[Data]
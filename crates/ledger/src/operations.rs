//! Ledger operations: add/update/delete items, record/delete sales, restore.
//!
//! Identifiers and "today" are passed in rather than read from the clock so
//! every operation is deterministic under test.

use chrono::NaiveDate;

use shopledger_core::{position_of, ItemId, LedgerError, LedgerResult, SaleId};
use shopledger_inventory::{InventoryItem, ItemPatch, NewItem};
use shopledger_sales::{RecordSale, SaleRecord};

use crate::document::Document;

/// Outcome of deleting an inventory item.
#[derive(Debug, Clone, PartialEq)]
pub struct ItemRemoval {
    pub item: InventoryItem,
    /// Sales that still reference the deleted item.
    pub orphaned_sales: usize,
}

/// Outcome of deleting a sale.
#[derive(Debug, Clone, PartialEq)]
pub struct SaleRemoval {
    pub sale: SaleRecord,
    /// `false` when the sold item no longer exists.
    pub stock_restored: bool,
}

pub fn add_item(
    doc: &mut Document,
    id: ItemId,
    request: NewItem,
    today: NaiveDate,
) -> LedgerResult<InventoryItem> {
    let item = InventoryItem::create(id, request, today)?;
    doc.inventory.push(item.clone());
    Ok(item)
}

pub fn update_item(doc: &mut Document, id: ItemId, patch: ItemPatch) -> LedgerResult<InventoryItem> {
    let idx = position_of(&doc.inventory, id).ok_or_else(|| LedgerError::not_found("Item"))?;
    let item = &mut doc.inventory[idx];
    item.apply_patch(patch)?;
    Ok(item.clone())
}

/// Remove an item. Sales that reference it are kept as-is.
pub fn delete_item(doc: &mut Document, id: ItemId) -> LedgerResult<ItemRemoval> {
    let idx = position_of(&doc.inventory, id).ok_or_else(|| LedgerError::not_found("Item"))?;
    let item = doc.inventory.remove(idx);
    let orphaned_sales = doc.sales.iter().filter(|s| s.item_id() == Some(id)).count();
    Ok(ItemRemoval {
        item,
        orphaned_sales,
    })
}

/// Sell from stock: withdraw the quantity and append the sale snapshot.
pub fn record_sale(
    doc: &mut Document,
    id: SaleId,
    request: &RecordSale,
    today: NaiveDate,
) -> LedgerResult<SaleRecord> {
    request.validate()?;

    let idx = position_of(&doc.inventory, request.item_id)
        .ok_or_else(LedgerError::not_in_inventory)?;
    let item = &mut doc.inventory[idx];

    // Snapshot before withdrawing: the sale copies the item as it was sold.
    let sale = SaleRecord::snapshot(id, item, request, today);
    item.withdraw(request.quantity)?;

    doc.sales.push(sale.clone());
    Ok(sale)
}

/// Remove a sale, putting its quantity back on the shelf if the item still exists.
pub fn delete_sale(doc: &mut Document, id: SaleId) -> LedgerResult<SaleRemoval> {
    let idx = position_of(&doc.sales, id).ok_or_else(|| LedgerError::not_found("Sale"))?;
    let sale = doc.sales.remove(idx);

    let item_idx = sale
        .item_id()
        .and_then(|item_id| position_of(&doc.inventory, item_id));
    let stock_restored = match item_idx {
        Some(item_idx) => {
            doc.inventory[item_idx].restock(sale.quantity());
            true
        }
        None => false,
    };

    Ok(SaleRemoval {
        sale,
        stock_restored,
    })
}

/// Replace the whole document.
pub fn restore(doc: &mut Document, replacement: Document) {
    *doc = replacement;
}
[/Data]
◆ **Work instruction**
Both end lines included, restate word for word the lines above from the line with "let orphaned_sales = doc.sales.iter().filter(|s|" to the line with "item.withdraw(request.quantity)?;", and nothing else.

◆ **Answer for this exercise**
    let orphaned_sales = doc.sales.iter().filter(|s| s.item_id() == Some(id)).count();
    Ok(ItemRemoval {
        item,
        orphaned_sales,
    })
}

/// Sell from stock: withdraw the quantity and append the sale snapshot.
pub fn record_sale(
    doc: &mut Document,
    id: SaleId,
    request: &RecordSale,
    today: NaiveDate,
) -> LedgerResult<SaleRecord> {
    request.validate()?;

    let idx = position_of(&doc.inventory, request.item_id)
        .ok_or_else(LedgerError::not_in_inventory)?;
    let item = &mut doc.inventory[idx];

    // Snapshot before withdrawing: the sale copies the item as it was sold.
    let sale = SaleRecord::snapshot(id, item, request, today);
    item.withdraw(request.quantity)?;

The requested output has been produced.